> What to produce: This task calls for copying every line in the data below that contains the word "only".

Collected data entries:
◆ ◆ ◆ ◆ ◆

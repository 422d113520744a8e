//! TTL Cleanup Task
//!
//! Background task that periodically purges expired store entries.

use std::time::Duration;

use tokio::task::JoinHandle;
use tracing::{debug, info};

use crate::cache::SharedStore;

/// Spawns a background task that periodically removes expired entries.
///
/// Reads never return expired entries on their own; this task only reclaims
/// their memory. Abort the returned handle to stop it.
///
/// # Example
/// ```ignore
/// let store = shared(KeyValueStore::new());
/// let cleanup_handle = spawn_cleanup_task(store.clone(), Duration::from_secs(1));
/// // Later, during shutdown:
/// cleanup_handle.abort();
/// ```
pub fn spawn_cleanup_task(store: SharedStore, interval: Duration) -> JoinHandle<()> {
    tokio::spawn(async move {
        info!("Starting TTL cleanup task with interval of {:?}", interval);

        loop {
            tokio::time::sleep(interval).await;

            let removed = store.write().await.cleanup_expired();

            if removed > 0 {
                info!("TTL cleanup: removed {} expired entries", removed);
            } else {
                debug!("TTL cleanup: no expired entries found");
            }
        }
    })
}
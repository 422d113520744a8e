//! Configuration Module
//!
//! Handles loading and managing runtime configuration from environment variables.

use std::env;
use std::time::Duration;

/// Runtime configuration parameters.
///
/// All values can be configured via environment variables with sensible defaults.
#[derive(Debug, Clone)]
pub struct Config {
    /// How long fetched pages stay cached, in seconds
    pub page_ttl: u64,
    /// Background cleanup task interval in seconds
    pub cleanup_interval: u64,
    /// HTTP fetch timeout in seconds
    pub fetch_timeout: u64,
}

impl Config {
    /// Creates a new Config by loading values from environment variables.
    ///
    /// # Environment Variables
    /// - `PAGE_TTL` - Page cache TTL in seconds (default: 10)
    /// - `CLEANUP_INTERVAL` - Cleanup frequency in seconds (default: 1)
    /// - `FETCH_TIMEOUT` - HTTP fetch timeout in seconds (default: 30)
    pub fn from_env() -> Self {
        let defaults = Self::default();
        Self {
            page_ttl: env_or("PAGE_TTL", defaults.page_ttl),
            cleanup_interval: env_or("CLEANUP_INTERVAL", defaults.cleanup_interval),
            fetch_timeout: env_or("FETCH_TIMEOUT", defaults.fetch_timeout),
        }
    }

    pub fn page_ttl(&self) -> Duration {
        Duration::from_secs(self.page_ttl)
    }

    pub fn fetch_timeout(&self) -> Duration {
        Duration::from_secs(self.fetch_timeout)
    }
}

fn env_or(name: &str, default: u64) -> u64 {
    env::var(name)
        .ok()
        .and_then(|v| v.parse().ok())
        .unwrap_or(default)
}

impl Default for Config {
    fn default() -> Self {
        Self {
            page_ttl: 10,
            cleanup_interval: 1,
            fetch_timeout: 30,
        }
    }
}
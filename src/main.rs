//! Tracked Cache - demo runner
//!
//! Records each URL given on the command line through the instrumented
//! `store` operation, fetches every page twice through the page cache, then
//! replays the `store` history.
//!
//! Usage: `tracked_cache [--json] [URL...]`

use std::time::Duration;

use anyhow::Context;
use tracing::{info, warn};
use tracing_subscriber::{layer::SubscriberExt, util::SubscriberInitExt};

use tracked_cache::tracking::{Replay, STORE_OPERATION};
use tracked_cache::{
    replay, shared, spawn_cleanup_task, Cache, Config, HttpFetcher, KeyValueStore, UrlCache,
};

#[tokio::main]
async fn main() -> anyhow::Result<()> {
    // Defaults to "info" level, can be overridden with RUST_LOG env var
    tracing_subscriber::registry()
        .with(
            tracing_subscriber::EnvFilter::try_from_default_env()
                .unwrap_or_else(|_| "tracked_cache=info".into()),
        )
        .with(tracing_subscriber::fmt::layer().with_writer(std::io::stderr))
        .init();

    let mut json = false;
    let mut urls = Vec::new();
    for arg in std::env::args().skip(1) {
        if arg == "--json" {
            json = true;
        } else {
            urls.push(arg);
        }
    }

    let config = Config::from_env();
    info!(
        "Configuration loaded: page_ttl={}s, cleanup_interval={}s, fetch_timeout={}s",
        config.page_ttl, config.cleanup_interval, config.fetch_timeout
    );

    let store = shared(KeyValueStore::new());
    let cleanup_handle =
        spawn_cleanup_task(store.clone(), Duration::from_secs(config.cleanup_interval));

    let cache = Cache::new(store.clone()).await;
    let fetcher = HttpFetcher::new(config.fetch_timeout()).context("building HTTP client")?;
    let pages = UrlCache::new(store.clone(), fetcher).with_ttl(config.page_ttl());

    for url in &urls {
        let key = cache
            .store(url.as_str())
            .await
            .with_context(|| format!("recording {}", url))?;
        info!(url = %url, key = %key, "Recorded URL");

        for _ in 0..2 {
            match pages.get_page(url).await {
                Ok(body) => info!(url = %url, bytes = body.len(), "Fetched page"),
                Err(e) => warn!(url = %url, error = %e, "Could not fetch page"),
            }
        }
        let count = pages.access_count(url).await;
        info!(url = %url, count, "Page accesses");
    }

    if json {
        let history = Replay::load(&store, STORE_OPERATION).await?;
        println!("{}", serde_json::to_string_pretty(&history)?);
    } else {
        replay(&store, STORE_OPERATION).await?;
    }

    cleanup_handle.abort();
    Ok(())
}
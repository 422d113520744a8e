//! Tracking Module
//!
//! Call counting, call history and replay for instrumented operations.

mod operation;
mod replay;
mod storage;

pub use operation::{call_count, inputs_key, outputs_key, CallArgs, CallHistory, CountCalls, Operation};
pub use replay::{replay, replay_to, CallRecord, Replay};
pub use storage::{Cache, StoreData, STORE_OPERATION};
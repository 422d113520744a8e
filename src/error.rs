//! Error types for the tracked cache
//!
//! Provides unified error handling using thiserror. A missing or expired key
//! is never an error: lookups return `Ok(None)` for that case.

use thiserror::Error;

/// Boxed error returned by fetch collaborators.
pub type BoxError = Box<dyn std::error::Error + Send + Sync + 'static>;

// == Cache Error Enum ==
/// Unified error type for the tracked cache.
#[derive(Error, Debug)]
pub enum CacheError {
    /// Operation against a key holding the wrong kind of value
    #[error("Wrong type for key: {0}")]
    WrongType(String),

    /// Increment on a value that is not a decimal integer
    #[error("Value at key {0} is not an integer")]
    NotAnInteger(String),

    /// Increment would overflow a 64-bit signed integer
    #[error("Increment overflow at key: {0}")]
    Overflow(String),

    /// Stored bytes could not be converted by a typed accessor
    #[error("Parse error: {0}")]
    Parse(String),

    /// The underlying page fetch failed
    #[error("Fetch failed for {url}: {source}")]
    Fetch {
        url: String,
        #[source]
        source: BoxError,
    },

    /// Writing replay output failed
    #[error(transparent)]
    Io(#[from] std::io::Error),
}

impl CacheError {
    /// Wraps a fetch collaborator failure for `url`.
    pub fn fetch(url: impl Into<String>, source: impl Into<BoxError>) -> Self {
        CacheError::Fetch {
            url: url.into(),
            source: source.into(),
        }
    }
}

// == Result Type Alias ==
/// Convenience Result type for the tracked cache.
pub type Result<T> = std::result::Result<T, CacheError>;
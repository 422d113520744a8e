//! Key-Value Store Module
//!
//! Main store engine: HashMap storage with TTL expiration, atomic counters
//! and append-only lists.

use std::collections::HashMap;
use std::time::Duration;

use tracing::debug;

use crate::cache::{current_timestamp_ms, CacheEntry, EntryData, Value};
use crate::error::{CacheError, Result};

// == Key-Value Store ==
/// In-memory key-value storage with lazy TTL expiration.
///
/// Expired entries are never returned and are treated as absent by every
/// operation; they are physically removed by `cleanup_expired`.
#[derive(Debug, Default)]
pub struct KeyValueStore {
    /// Key-value storage
    entries: HashMap<String, CacheEntry>,
}

impl KeyValueStore {
    // == Constructor ==
    /// Creates a new, empty store.
    pub fn new() -> Self {
        Self {
            entries: HashMap::new(),
        }
    }

    /// Returns the live entry for `key`, skipping expired ones.
    fn live(&self, key: &str) -> Option<&CacheEntry> {
        self.entries.get(key).filter(|entry| !entry.is_expired())
    }

    /// Drops `key` if it has expired so writers start from a clean slate.
    fn evict_if_expired(&mut self, key: &str) {
        if self.entries.get(key).is_some_and(CacheEntry::is_expired) {
            self.entries.remove(key);
        }
    }

    // == Set ==
    /// Stores a value, overwriting any existing entry and its TTL.
    ///
    /// # Arguments
    /// * `key` - The key to store
    /// * `value` - The value to store
    /// * `ttl` - Optional time-to-live; `None` never expires
    pub fn set(&mut self, key: impl Into<String>, value: impl Into<Value>, ttl: Option<Duration>) {
        let data = EntryData::Scalar(value.into().to_bytes());
        self.entries.insert(key.into(), CacheEntry::new(data, ttl));
    }

    // == Get ==
    /// Retrieves the raw bytes stored under `key`.
    ///
    /// Returns `Ok(None)` when the key is missing or expired.
    pub fn get(&self, key: &str) -> Result<Option<Vec<u8>>> {
        match self.live(key).map(|entry| &entry.data) {
            Some(EntryData::Scalar(bytes)) => Ok(Some(bytes.clone())),
            Some(EntryData::List(_)) => Err(CacheError::WrongType(key.to_string())),
            None => Ok(None),
        }
    }

    // == Increment ==
    /// Atomically adds one to the integer at `key` and returns the new value.
    ///
    /// A missing or expired key starts from zero. An existing TTL is kept.
    pub fn incr(&mut self, key: &str) -> Result<i64> {
        self.evict_if_expired(key);

        let entry = self
            .entries
            .entry(key.to_string())
            .or_insert_with(|| CacheEntry::new(EntryData::Scalar(b"0".to_vec()), None));

        let bytes = match &mut entry.data {
            EntryData::Scalar(bytes) => bytes,
            EntryData::List(_) => return Err(CacheError::WrongType(key.to_string())),
        };

        let current: i64 = std::str::from_utf8(bytes)
            .ok()
            .and_then(|text| text.parse().ok())
            .ok_or_else(|| CacheError::NotAnInteger(key.to_string()))?;
        let next = current
            .checked_add(1)
            .ok_or_else(|| CacheError::Overflow(key.to_string()))?;

        *bytes = next.to_string().into_bytes();
        Ok(next)
    }

    // == Counter ==
    /// Reads the counter at `key`; zero when absent or not a counter.
    pub fn counter(&self, key: &str) -> u64 {
        match self.live(key).map(|entry| &entry.data) {
            Some(EntryData::Scalar(bytes)) => std::str::from_utf8(bytes)
                .ok()
                .and_then(|text| text.parse().ok())
                .unwrap_or(0),
            _ => 0,
        }
    }

    // == Append ==
    /// Appends `item` to the list at `key`, creating it if absent.
    ///
    /// Returns the length of the list after the push.
    pub fn rpush(&mut self, key: &str, item: impl Into<String>) -> Result<usize> {
        self.evict_if_expired(key);

        let entry = self
            .entries
            .entry(key.to_string())
            .or_insert_with(|| CacheEntry::new(EntryData::List(Vec::new()), None));

        match &mut entry.data {
            EntryData::List(items) => {
                items.push(item.into());
                debug!(key, len = items.len(), "Appended list item");
                Ok(items.len())
            }
            EntryData::Scalar(_) => Err(CacheError::WrongType(key.to_string())),
        }
    }

    // == Range ==
    /// Returns the items of the list at `key` between `start` and `stop`.
    ///
    /// Both bounds are inclusive and negative indices count from the end,
    /// so `lrange(key, 0, -1)` returns the whole list. Out-of-range bounds
    /// are clamped and a missing key yields an empty list.
    pub fn lrange(&self, key: &str, start: i64, stop: i64) -> Result<Vec<String>> {
        let items = match self.live(key).map(|entry| &entry.data) {
            Some(EntryData::List(items)) => items,
            Some(EntryData::Scalar(_)) => return Err(CacheError::WrongType(key.to_string())),
            None => return Ok(Vec::new()),
        };

        let len = items.len() as i64;
        let start = if start < 0 { (len + start).max(0) } else { start };
        let stop = if stop < 0 { len + stop } else { stop.min(len - 1) };

        if start > stop || start >= len {
            return Ok(Vec::new());
        }

        Ok(items[start as usize..=stop as usize].to_vec())
    }

    // == List Length ==
    /// Returns the length of the list at `key`, zero when absent.
    pub fn llen(&self, key: &str) -> Result<usize> {
        match self.live(key).map(|entry| &entry.data) {
            Some(EntryData::List(items)) => Ok(items.len()),
            Some(EntryData::Scalar(_)) => Err(CacheError::WrongType(key.to_string())),
            None => Ok(0),
        }
    }

    // == Flush ==
    /// Discards every entry.
    pub fn flush(&mut self) {
        self.entries.clear();
    }

    // == Cleanup Expired ==
    /// Removes all expired entries from the store.
    ///
    /// Returns the number of entries removed.
    pub fn cleanup_expired(&mut self) -> usize {
        let now = current_timestamp_ms();
        let before = self.entries.len();
        self.entries.retain(|_, entry| !entry.is_expired_at(now));
        before - self.entries.len()
    }

    // == Length ==
    /// Returns the number of entries held, including expired ones not yet purged.
    pub fn len(&self) -> usize {
        self.entries.len()
    }

    // == Is Empty ==
    /// Returns true if the store holds no entries.
    pub fn is_empty(&self) -> bool {
        self.entries.is_empty()
    }
}

// == Unit Tests ==
#[cfg(test)]
mod tests {
    use super::*;
    use std::thread::sleep;

    #[test]
    fn test_store_new() {
        let store = KeyValueStore::new();
        assert_eq!(store.len(), 0);
        assert!(store.is_empty());
    }

    #[test]
    fn test_store_set_and_get() {
        let mut store = KeyValueStore::new();

        store.set("key1", "value1", None);

        assert_eq!(store.get("key1").unwrap(), Some(b"value1".to_vec()));
        assert_eq!(store.len(), 1);
    }

    #[test]
    fn test_store_get_nonexistent() {
        let store = KeyValueStore::new();
        assert_eq!(store.get("nonexistent").unwrap(), None);
    }

    #[test]
    fn test_store_overwrite() {
        let mut store = KeyValueStore::new();

        store.set("key1", "value1", Some(Duration::from_millis(50)));
        store.set("key1", "value2", None);

        sleep(Duration::from_millis(80));

        assert_eq!(store.get("key1").unwrap(), Some(b"value2".to_vec()));
        assert_eq!(store.len(), 1);
    }

    #[test]
    fn test_store_numbers_are_stored_as_text() {
        let mut store = KeyValueStore::new();

        store.set("int", 42, None);
        store.set("float", 0.5, None);

        assert_eq!(store.get("int").unwrap(), Some(b"42".to_vec()));
        assert_eq!(store.get("float").unwrap(), Some(b"0.5".to_vec()));
    }

    #[test]
    fn test_store_ttl_expiration() {
        let mut store = KeyValueStore::new();

        store.set("key1", "value1", Some(Duration::from_millis(50)));
        assert!(store.get("key1").unwrap().is_some());

        sleep(Duration::from_millis(80));

        assert_eq!(store.get("key1").unwrap(), None);
    }

    #[test]
    fn test_incr_starts_from_zero() {
        let mut store = KeyValueStore::new();

        assert_eq!(store.incr("counter").unwrap(), 1);
        assert_eq!(store.incr("counter").unwrap(), 2);
        assert_eq!(store.get("counter").unwrap(), Some(b"2".to_vec()));
        assert_eq!(store.counter("counter"), 2);
        assert_eq!(store.counter("missing"), 0);
    }

    #[test]
    fn test_incr_existing_integer() {
        let mut store = KeyValueStore::new();

        store.set("counter", 41, None);
        assert_eq!(store.incr("counter").unwrap(), 42);
    }

    #[test]
    fn test_incr_keeps_ttl() {
        let mut store = KeyValueStore::new();

        store.set("counter", 1, Some(Duration::from_millis(50)));
        assert_eq!(store.incr("counter").unwrap(), 2);

        sleep(Duration::from_millis(80));

        assert_eq!(store.get("counter").unwrap(), None);
        assert_eq!(store.incr("counter").unwrap(), 1);
    }

    #[test]
    fn test_incr_not_an_integer() {
        let mut store = KeyValueStore::new();

        store.set("text", "hello", None);
        assert!(matches!(store.incr("text"), Err(CacheError::NotAnInteger(_))));
    }

    #[test]
    fn test_incr_overflow() {
        let mut store = KeyValueStore::new();

        store.set("max", i64::MAX, None);
        assert!(matches!(store.incr("max"), Err(CacheError::Overflow(_))));
    }

    #[test]
    fn test_rpush_and_lrange() {
        let mut store = KeyValueStore::new();

        assert_eq!(store.rpush("list", "a").unwrap(), 1);
        assert_eq!(store.rpush("list", "b").unwrap(), 2);
        assert_eq!(store.rpush("list", "c").unwrap(), 3);

        assert_eq!(store.lrange("list", 0, -1).unwrap(), vec!["a", "b", "c"]);
        assert_eq!(store.lrange("list", 0, 0).unwrap(), vec!["a"]);
        assert_eq!(store.lrange("list", 1, 5).unwrap(), vec!["b", "c"]);
        assert_eq!(store.lrange("list", -2, -1).unwrap(), vec!["b", "c"]);
        assert_eq!(store.lrange("list", -10, 1).unwrap(), vec!["a", "b"]);
        assert!(store.lrange("list", 2, 1).unwrap().is_empty());
        assert!(store.lrange("list", 5, 10).unwrap().is_empty());
        assert_eq!(store.llen("list").unwrap(), 3);
    }

    #[test]
    fn test_lrange_missing_key() {
        let store = KeyValueStore::new();

        assert!(store.lrange("missing", 0, -1).unwrap().is_empty());
        assert_eq!(store.llen("missing").unwrap(), 0);
    }

    #[test]
    fn test_wrong_type_errors() {
        let mut store = KeyValueStore::new();

        store.set("scalar", "value", None);
        store.rpush("list", "item").unwrap();

        assert!(matches!(store.rpush("scalar", "x"), Err(CacheError::WrongType(_))));
        assert!(matches!(store.lrange("scalar", 0, -1), Err(CacheError::WrongType(_))));
        assert!(matches!(store.get("list"), Err(CacheError::WrongType(_))));
        assert!(matches!(store.incr("list"), Err(CacheError::WrongType(_))));
    }

    #[test]
    fn test_set_replaces_list() {
        let mut store = KeyValueStore::new();

        store.rpush("key", "item").unwrap();
        store.set("key", "scalar", None);

        assert_eq!(store.get("key").unwrap(), Some(b"scalar".to_vec()));
    }

    #[test]
    fn test_store_flush() {
        let mut store = KeyValueStore::new();

        store.set("key1", "value1", None);
        store.incr("counter").unwrap();
        store.rpush("list", "item").unwrap();
        store.flush();

        assert!(store.is_empty());
        assert_eq!(store.get("key1").unwrap(), None);
    }

    #[test]
    fn test_store_cleanup_expired() {
        let mut store = KeyValueStore::new();

        store.set("key1", "value1", Some(Duration::from_millis(50)));
        store.set("key2", "value2", Some(Duration::from_secs(10)));
        store.set("key3", "value3", None);

        sleep(Duration::from_millis(80));

        let removed = store.cleanup_expired();
        assert_eq!(removed, 1);
        assert_eq!(store.len(), 2);
        assert!(store.get("key2").unwrap().is_some());
    }
}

◆ ◆ ◆ ◆ ◆

> Result:
/// Reads never return expired entries on their own; this task only reclaims
//! and append-only lists.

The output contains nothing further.